In algebra and precalculus, the forward problem we learn to solve is function evaluation and the backward problem is algebra based on the quadratic function.

Let $f (x) = x^{2}$ . (Remember that this is nonlinear, so this analogy only goes so far.)

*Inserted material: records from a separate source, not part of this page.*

// ===============================
// src/config.rs
// ===============================
/*
=============================================================================
Project : catalog_browser — async marketplace catalog browsing core in Rust
Module  : config.rs
Version : 0.1.0
Author  : Kukuh Tripamungkas Wicaksono (Kukuh TW)
Email   : kukuhtw@gmail.com
WhatsApp: https://wa.me/628129893706
LinkedIn: https://id.linkedin.com/in/kukuhtw
License : MIT (see LICENSE)

Summary : Browses a remote marketplace catalog (mock/sandbox/production):
          category tree navigation with shallow path caching, filtered and
          paged listings sessions with stale-response protection, thumbnail
          and listing detail fetches, Prometheus metrics.

(c) 2025 Kukuh TW. All rights reserved where applicable.
=============================================================================
*/
use std::env;
use dotenvy::dotenv;

/// Sumber data katalog
#[derive(Clone, Debug, PartialEq, Eq)]
pub enum ApiMode {
    Mock,
    Sandbox,
    Production,
}

impl ApiMode {
    pub fn parse_one(s: &str) -> Option<Self> {
        match s.trim().to_ascii_lowercase().as_str() {
            "mock" => Some(ApiMode::Mock),
            "sandbox" | "tmsandbox" => Some(ApiMode::Sandbox),
            "production" | "prod" | "live" => Some(ApiMode::Production),
            _ => None,
        }
    }

    pub fn from_env(key: &str, default_mode: ApiMode) -> ApiMode {
        env::var(key)
            .ok()
            .and_then(|v| Self::parse_one(&v))
            .unwrap_or(default_mode)
    }

    // Endpoint default per mode
    pub fn default_api_url(&self) -> &'static str {
        match self {
            ApiMode::Mock       => "mock://catalog/v1", // tidak dipakai saat mock
            ApiMode::Sandbox    => "https://api.tmsandbox.co.nz/v1",
            ApiMode::Production => "https://api.trademe.co.nz/v1",
        }
    }

    pub fn as_str(&self) -> &'static str {
        match self {
            ApiMode::Mock => "mock",
            ApiMode::Sandbox => "sandbox",
            ApiMode::Production => "production",
        }
    }
}

#[derive(Clone, Debug)]
pub struct ApiConfig {
    pub mode: ApiMode,
    pub base_url: String,

    // OAuth (PLAINTEXT); header is omitted when key/secret are missing
    pub consumer_key: Option<String>,
    pub consumer_secret: Option<String>,
    pub oauth_token: Option<String>,
    pub oauth_token_secret: Option<String>,

    pub timeout_ms: u64,
    pub mock_latency_ms: u64,
}

impl ApiConfig {
    pub fn for_mode(mode: ApiMode) -> Self {
        Self {
            base_url: mode.default_api_url().to_string(),
            mode,
            consumer_key: None,
            consumer_secret: None,
            oauth_token: None,
            oauth_token_secret: None,
            timeout_ms: 15_000,
            mock_latency_ms: 40,
        }
    }
}

#[derive(Clone, Debug)]
pub struct BrowseConfig {
    pub root_category_id: String,
    pub metrics_port: Option<u16>,
    pub log_filter: String,
}

fn non_empty(key: &str) -> Option<String> {
    env::var(key).ok().map(|v| v.trim().to_string()).filter(|v| !v.is_empty())
}

pub fn load() -> (ApiConfig, BrowseConfig) {
    // Pastikan .env dibaca (agar CATALOG_CONSUMER_KEY, dll ter-load)
    let _ = dotenv();

    // ===== Mode & endpoint =====
    let mode = ApiMode::from_env("CATALOG_MODE", ApiMode::Mock);
    let base_url = non_empty("CATALOG_API_URL")
        .unwrap_or_else(|| mode.default_api_url().to_string());

    // ===== Credentials =====
    let consumer_key       = non_empty("CATALOG_CONSUMER_KEY");
    let consumer_secret    = non_empty("CATALOG_CONSUMER_SECRET");
    let oauth_token        = non_empty("CATALOG_OAUTH_TOKEN");
    let oauth_token_secret = non_empty("CATALOG_OAUTH_TOKEN_SECRET");

    // ===== Timing =====
    let timeout_ms = env::var("CATALOG_TIMEOUT_MS")
        .ok()
        .and_then(|s| s.parse().ok())
        .unwrap_or(15_000);
    let mock_latency_ms = env::var("MOCK_LATENCY_MS")
        .ok()
        .and_then(|s| s.parse().ok())
        .unwrap_or(40);

    let api = ApiConfig {
        mode,
        base_url,
        consumer_key,
        consumer_secret,
        oauth_token,
        oauth_token_secret,
        timeout_ms,
        mock_latency_ms,
    };

    // ===== Browsing =====
    let root_category_id = non_empty("ROOT_CATEGORY_ID").unwrap_or_else(|| "0".to_string());
    let metrics_port = env::var("METRICS_PORT").ok().and_then(|s| s.parse().ok());
    let log_filter = non_empty("LOG_FILTER").unwrap_or_else(|| "info".to_string());

    let browse = BrowseConfig { root_category_id, metrics_port, log_filter };
    (api, browse)
}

Let's solve the forward problem by substituting in a value for $x$ . Let $x = 2$ :

\begin{aligned} ⟹ f (x) = f (2) = 2^{2} = 4 \\ ⟹ (2, 4) \in f \end{aligned}

To solve, the backward problem, we have three options.

Option 1: Unique Solution

\begin{aligned} f (x) = x^{2} & = 0 \\ ⟹ \sqrt{x^{2}} & = \sqrt{0} \\ ⟹ | x | & = 0 \\ ⟹ x & = 0 \end{aligned}

Option 2: Nonunique solution

\begin{aligned} f (x) = 4 & ⟹ x^{2} = 4 \\ ⟹ \sqrt{x^{2}} = \sqrt{4} \\ ⟹ | x | = + 2 \\ ⟹ x = + 2 or x = - 2 \end{aligned}

The analogy breaks down at the line because there are multiple solutions. In matrix-vector multiplication, if a solution exists and it is not unique, there will be many more than just two solutions.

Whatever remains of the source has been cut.